THE COMMUNIST MANIFESTO

In 1845 Marx was ordered to leave Paris because of his revolutionary activities. He settled in Brussels and began the work of organizing and directing a network of revolutionary groups, called Communist Correspondence Committees, in a number of European cities. In connection with the consolidation of these committees in 1847 to form the Communist League, Marx and Engels were commissioned to formulate a statement of principles. The programme they submitted, known throughout the world as the Communist Manifesto, was the first systematic statement of modern socialist doctrine and was written by Marx, partly on the basis of a draft prepared by Engels.

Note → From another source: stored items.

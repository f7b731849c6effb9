// src/main.rs

use sitemill::{cli, logging, run};

#[tokio::main]
async fn main() {
    if let Err(err) = run_main().await {
        eprintln!("sitemill error: {err:?}");
        std::process::exit(1);
    }
}

async fn run_main() -> anyhow::Result<()> {
    let args = cli::parse();
    logging::init_logging(args.log_level)?;
    run(args).await
}
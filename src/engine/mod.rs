// src/engine/mod.rs

//! Orchestration engine for sitemill.
//!
//! This module ties together:
//! - the DAG scheduler
//! - the trigger queue (what happens when triggers arrive while a run is active)
//! - the main runtime event loop that reacts to:
//!   - file-watch triggers
//!   - task completion events
//!   - static asset reload requests
//!   - shutdown signals

pub mod queue;
pub mod runtime;

pub use queue::TriggerQueue;
pub use runtime::{
    RunReport, Runtime, RuntimeEvent, RuntimeOptions, TaskName, TaskOutcome, TaskSummary,
    TriggerReason,
};
// src/logging.rs

//! Logging setup for `sitemill` using `tracing` + `tracing-subscriber`.
//!
//! Priority for determining the log filter:
//! 1. `--log-level` CLI flag (if provided)
//! 2. `SITEMILL_LOG` environment variable, which takes full `EnvFilter`
//!    directives (e.g. "debug" or "info,sitemill::watch=trace")
//! 3. default to `info`
//!
//! Logs go to STDERR so stdout stays clean for `plan` output.

use anyhow::Result;
use tracing_subscriber::{fmt, EnvFilter};

use crate::cli::LogLevel;

/// Initialise global logging subscriber.
///
/// Safe to call once at startup.
pub fn init_logging(cli_level: Option<LogLevel>) -> Result<()> {
    let filter = match cli_level {
        Some(lvl) => EnvFilter::new(level_str(lvl)),
        None => std::env::var("SITEMILL_LOG")
            .ok()
            .map(EnvFilter::new)
            .unwrap_or_else(|| EnvFilter::new("info")),
    };

    fmt()
        .with_env_filter(filter)
        .with_target(true)
        .with_writer(std::io::stderr)
        .init();

    Ok(())
}

fn level_str(lvl: LogLevel) -> &'static str {
    match lvl {
        LogLevel::Error => "error",
        LogLevel::Warn => "warn",
        LogLevel::Info => "info",
        LogLevel::Debug => "debug",
        LogLevel::Trace => "trace",
    }
}
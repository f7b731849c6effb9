// src/pipeline/statics.rs

use std::fs;
use std::path::{Path, PathBuf};

use anyhow::{Context, Result};
use globset::GlobSet;
use tracing::debug;
use walkdir::WalkDir;

use crate::pipeline::context::{relative_str, BuildContext};
use crate::watch::patterns::build_globset;

/// Compiled static asset manifest.
///
/// Patterns are source-root-relative globs; a leading `!` marks an
/// exclusion. The manifest is the single source of truth for which files
/// count as static assets: the copy task, the dev server routes and the
/// watcher's reload rule all derive from it.
#[derive(Debug, Clone)]
pub struct StaticManifest {
    include_patterns: Vec<String>,
    exclude_patterns: Vec<String>,
    includes: GlobSet,
    excludes: GlobSet,
}

impl StaticManifest {
    pub fn compile(patterns: &[String]) -> Result<Self> {
        let mut include_patterns = Vec::new();
        let mut exclude_patterns = Vec::new();
        for raw in patterns {
            match raw.strip_prefix('!') {
                Some(rest) => exclude_patterns.push(rest.to_string()),
                None => include_patterns.push(raw.clone()),
            }
        }

        let includes = build_globset(&include_patterns)?;
        let excludes = build_globset(&exclude_patterns)?;

        Ok(Self {
            include_patterns,
            exclude_patterns,
            includes,
            excludes,
        })
    }

    pub fn include_patterns(&self) -> &[String] {
        &self.include_patterns
    }

    pub fn exclude_patterns(&self) -> &[String] {
        &self.exclude_patterns
    }

    /// Whether a source-root-relative path is a static asset.
    pub fn is_match(&self, rel: &str) -> bool {
        self.includes.is_match(rel) && !self.excludes.is_match(rel)
    }

    /// Derive dev-server routes from the include patterns.
    ///
    /// Each pattern whose leading components are literal directories maps to
    /// a route serving that directory straight from the source tree, e.g.
    /// `fonts/**/*.woff2` becomes `/fonts` -> `<source>/fonts`. Patterns
    /// that start with a wildcard have no directory to mount and derive no
    /// route.
    pub fn routes(&self, source_root: &Path) -> Vec<StaticRoute> {
        let mut routes: Vec<StaticRoute> = Vec::new();

        for pattern in &self.include_patterns {
            let components: Vec<&str> = pattern.split('/').collect();
            let literal_prefix: Vec<&str> = components
                .iter()
                .take(components.len().saturating_sub(1))
                .take_while(|c| is_literal_component(c))
                .copied()
                .collect();
            if literal_prefix.is_empty() {
                continue;
            }

            let route = format!("/{}", literal_prefix.join("/"));
            if routes.iter().any(|r| r.route == route) {
                continue;
            }

            let mut dir = source_root.to_path_buf();
            for part in &literal_prefix {
                dir.push(part);
            }
            routes.push(StaticRoute { route, dir });
        }

        routes
    }
}

/// One dev-server mount: requests under `route` are served from `dir`.
#[derive(Debug, Clone, PartialEq, Eq)]
pub struct StaticRoute {
    pub route: String,
    pub dir: PathBuf,
}

fn is_literal_component(component: &str) -> bool {
    !component
        .chars()
        .any(|c| matches!(c, '*' | '?' | '[' | '{' | '!'))
}

/// Copy every manifest-matched file from the source tree into the output
/// tree, byte for byte, preserving relative paths.
///
/// Returns the number of files copied.
pub fn copy(ctx: &BuildContext) -> Result<usize> {
    let source_root = &ctx.paths.source_root;
    let mut copied = 0usize;

    for entry in WalkDir::new(source_root) {
        let entry = entry.with_context(|| format!("walking {:?}", source_root))?;
        if !entry.file_type().is_file() {
            continue;
        }
        let rel = match relative_str(source_root, entry.path()) {
            Some(rel) => rel,
            None => continue,
        };
        if !ctx.manifest.is_match(&rel) {
            continue;
        }

        let dest = ctx.paths.output_root.join(&rel);
        if let Some(parent) = dest.parent() {
            fs::create_dir_all(parent)
                .with_context(|| format!("creating directory {:?}", parent))?;
        }
        fs::copy(entry.path(), &dest)
            .with_context(|| format!("copying {} to {:?}", rel, dest))?;
        debug!(file = %rel, "copied static asset");
        copied += 1;
    }

    Ok(copied)
}
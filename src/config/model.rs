// src/config/model.rs

use serde::Deserialize;

/// Top-level configuration as read from `Sitemill.toml`.
///
/// ```toml
/// [project]
/// source_dir = "source"
/// output_dir = "build"
///
/// [styles]
/// entries = "styles/*.scss"
///
/// [server]
/// port = 3000
/// ```
///
/// Every section is optional; a missing config file means "all defaults",
/// which reproduces the conventional `source/` -> `build/` project layout.
#[derive(Debug, Clone, Deserialize, Default)]
#[serde(deny_unknown_fields)]
pub struct ConfigFile {
    /// Directory layout from `[project]`.
    #[serde(default)]
    pub project: ProjectSection,

    /// Markup compilation from `[markup]`.
    #[serde(default)]
    pub markup: MarkupSection,

    /// Style compilation from `[styles]`.
    #[serde(default)]
    pub styles: StylesSection,

    /// Script bundling from `[scripts]`.
    #[serde(default)]
    pub scripts: ScriptsSection,

    /// Static asset manifest from `[statics]`.
    #[serde(default)]
    pub statics: StaticsSection,

    /// Browser support targets from `[targets]`.
    #[serde(default)]
    pub targets: TargetsSection,

    /// Dev server settings from `[server]`.
    #[serde(default)]
    pub server: ServerSection,

    /// File watching settings from `[watch]`.
    #[serde(default)]
    pub watch: WatchSection,
}

/// `[project]` section: where sources live and where outputs go.
///
/// Both paths are resolved relative to the directory containing the
/// config file.
#[derive(Debug, Clone, Deserialize)]
#[serde(deny_unknown_fields)]
pub struct ProjectSection {
    #[serde(default = "default_source_dir")]
    pub source_dir: String,

    #[serde(default = "default_output_dir")]
    pub output_dir: String,
}

fn default_source_dir() -> String {
    "source".to_string()
}

fn default_output_dir() -> String {
    "build".to_string()
}

impl Default for ProjectSection {
    fn default() -> Self {
        Self {
            source_dir: default_source_dir(),
            output_dir: default_output_dir(),
        }
    }
}

/// `[markup]` section.
#[derive(Debug, Clone, Deserialize)]
#[serde(deny_unknown_fields)]
pub struct MarkupSection {
    /// Glob (relative to the source root) selecting markup files to process.
    #[serde(default = "default_markup_pattern")]
    pub pattern: String,
}

fn default_markup_pattern() -> String {
    "**/*.html".to_string()
}

impl Default for MarkupSection {
    fn default() -> Self {
        Self {
            pattern: default_markup_pattern(),
        }
    }
}

/// `[styles]` section.
#[derive(Debug, Clone, Deserialize)]
#[serde(deny_unknown_fields)]
pub struct StylesSection {
    /// Glob (relative to the source root) selecting stylesheet entry points.
    ///
    /// Partials (file names starting with `_`) are never treated as entries
    /// even when the glob matches them.
    #[serde(default = "default_style_entries")]
    pub entries: String,

    /// Output directory for compiled stylesheets, relative to the output root.
    #[serde(default = "default_style_out_dir")]
    pub out_dir: String,
}

fn default_style_entries() -> String {
    "styles/*.scss".to_string()
}

fn default_style_out_dir() -> String {
    "styles".to_string()
}

impl Default for StylesSection {
    fn default() -> Self {
        Self {
            entries: default_style_entries(),
            out_dir: default_style_out_dir(),
        }
    }
}

/// `[scripts]` section.
#[derive(Debug, Clone, Deserialize)]
#[serde(deny_unknown_fields)]
pub struct ScriptsSection {
    /// Glob (relative to the source root) selecting script entry points.
    /// Each entry is bundled independently.
    #[serde(default = "default_script_entries")]
    pub entries: String,

    /// Output directory for bundled scripts, relative to the output root.
    #[serde(default = "default_script_out_dir")]
    pub out_dir: String,
}

fn default_script_entries() -> String {
    "scripts/*.js".to_string()
}

fn default_script_out_dir() -> String {
    "scripts".to_string()
}

impl Default for ScriptsSection {
    fn default() -> Self {
        Self {
            entries: default_script_entries(),
            out_dir: default_script_out_dir(),
        }
    }
}

/// `[statics]` section.
///
/// Patterns are relative to the source root. A leading `!` marks an
/// exclusion, e.g. `"!**/README.md"`.
#[derive(Debug, Clone, Deserialize)]
#[serde(deny_unknown_fields)]
pub struct StaticsSection {
    #[serde(default = "default_static_patterns")]
    pub patterns: Vec<String>,
}

fn default_static_patterns() -> Vec<String> {
    [
        "*.ico",
        "*.webmanifest",
        "favicons/**/*.{svg,png,webp}",
        "fonts/**/*.woff2",
        "images/**/*.{svg,avif,webp}",
        "vendor/**/*",
        "!**/README.md",
    ]
    .iter()
    .map(|s| s.to_string())
    .collect()
}

impl Default for StaticsSection {
    fn default() -> Self {
        Self {
            patterns: default_static_patterns(),
        }
    }
}

/// `[targets]` section: browserslist queries shared by the style and
/// script pipelines.
#[derive(Debug, Clone, Deserialize)]
#[serde(deny_unknown_fields)]
pub struct TargetsSection {
    #[serde(default = "default_browsers")]
    pub browsers: Vec<String>,
}

fn default_browsers() -> Vec<String> {
    vec!["last 2 versions".to_string(), "not dead".to_string()]
}

impl Default for TargetsSection {
    fn default() -> Self {
        Self {
            browsers: default_browsers(),
        }
    }
}

/// `[server]` section.
#[derive(Debug, Clone, Deserialize)]
#[serde(deny_unknown_fields)]
pub struct ServerSection {
    #[serde(default = "default_host")]
    pub host: String,

    #[serde(default = "default_port")]
    pub port: u16,
}

fn default_host() -> String {
    "127.0.0.1".to_string()
}

fn default_port() -> u16 {
    3000
}

impl Default for ServerSection {
    fn default() -> Self {
        Self {
            host: default_host(),
            port: default_port(),
        }
    }
}

/// `[watch]` section.
///
/// Each pattern list maps source edits to the pipeline task that must
/// re-run. Edits matching the static manifest only notify connected
/// browsers; no task re-runs for them.
#[derive(Debug, Clone, Deserialize)]
#[serde(deny_unknown_fields)]
pub struct WatchSection {
    /// Quiet window, in milliseconds, before a burst of file events is
    /// turned into task triggers.
    #[serde(default = "default_debounce_ms")]
    pub debounce_ms: u64,

    /// When true, a trigger is dropped if the aggregate content hash of the
    /// matched files has not changed since the last run.
    #[serde(default)]
    pub use_hash: bool,

    #[serde(default = "default_watch_markup")]
    pub markup: Vec<String>,

    #[serde(default = "default_watch_styles")]
    pub styles: Vec<String>,

    #[serde(default = "default_watch_scripts")]
    pub scripts: Vec<String>,
}

fn default_debounce_ms() -> u64 {
    150
}

fn default_watch_markup() -> Vec<String> {
    vec!["**/*.html".to_string(), "**/*.njk".to_string()]
}

fn default_watch_styles() -> Vec<String> {
    vec!["**/*.scss".to_string(), "**/*.svg".to_string()]
}

fn default_watch_scripts() -> Vec<String> {
    vec!["scripts/**/*.js".to_string()]
}

impl Default for WatchSection {
    fn default() -> Self {
        Self {
            debounce_ms: default_debounce_ms(),
            use_hash: false,
            markup: default_watch_markup(),
            styles: default_watch_styles(),
            scripts: default_watch_scripts(),
        }
    }
}
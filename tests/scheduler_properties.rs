use std::collections::HashSet;
use std::time::Duration;

use proptest::prelude::*;
use sitemill::dag::Scheduler;
use sitemill::engine::{TaskOutcome, TaskSummary};
use sitemill::pipeline::standard_plan;

fn success() -> TaskOutcome {
    TaskOutcome::Success(TaskSummary {
        files: 1,
        duration: Duration::from_millis(1),
    })
}

proptest! {
    // Simulate a sequence of runs over the fixed task plan. Each run triggers
    // a random subset of tasks and fails a random subset; the scheduler must
    // dispatch every task at most once per run and settle back to idle once
    // the simulated executor drains.
    #[test]
    fn edit_storms_always_drain_to_idle(
        runs in proptest::collection::vec(
            (
                proptest::collection::vec(0..5usize, 1..6),
                proptest::collection::vec(0..5usize, 0..3),
            ),
            1..6,
        )
    ) {
        let plan = standard_plan();
        let names: Vec<&str> = plan.iter().map(|n| n.name.as_str()).collect();
        let mut scheduler = Scheduler::new(&plan).unwrap();

        for (trigger_idxs, failing_idxs) in runs {
            let failing: HashSet<&str> = failing_idxs.iter().map(|&i| names[i]).collect();

            scheduler.start_new_run();

            // Tasks currently "executing". Triggers all land before the first
            // completion, matching how the runtime primes a run.
            let mut executing: Vec<String> = Vec::new();
            for &i in &trigger_idxs {
                let ready = scheduler.handle_trigger(names[i]);
                executing.extend(ready.into_iter().map(|t| t.name));
            }

            let mut dispatched: HashSet<String> = HashSet::new();
            for task in &executing {
                prop_assert!(
                    dispatched.insert(task.clone()),
                    "task '{}' dispatched twice in one run",
                    task
                );
            }

            let mut steps = 0;
            while let Some(task) = executing.pop() {
                steps += 1;
                prop_assert!(steps <= 32, "run did not settle");

                let outcome = if failing.contains(task.as_str()) {
                    TaskOutcome::Failed("synthetic failure".to_string())
                } else {
                    success()
                };
                for ready in scheduler.handle_completion(&task, &outcome) {
                    prop_assert!(
                        dispatched.insert(ready.name.clone()),
                        "task '{}' dispatched twice in one run",
                        ready.name
                    );
                    executing.push(ready.name);
                }
            }

            prop_assert!(
                scheduler.is_idle(),
                "nothing left executing but the scheduler is still busy"
            );
        }
    }
}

The central propositions of the Manifesto, contributed by Marx, embody the theory, later explicitly formulated in his Critique of Political Economy (1859), called the materialist conception of history, or historical materialism. These propositions are that in every historical epoch the prevailing economic system by which the necessities of life are produced determines the form of societal organization and the political and intellectual history of the epoch; and that the history of society is a history of struggles between the exploiting and the exploited, that is, between the ruling and the oppressed social classes. From these premises, Marx drew the conclusion in the Manifesto that the capitalist class would be overthrown and that it would be eliminated by a worldwide working-class revolution and replaced by a classless society. The Manifesto influenced all subsequent communist literature and revolutionary thought generally; it has been translated into many languages and published in hundreds of millions of copies.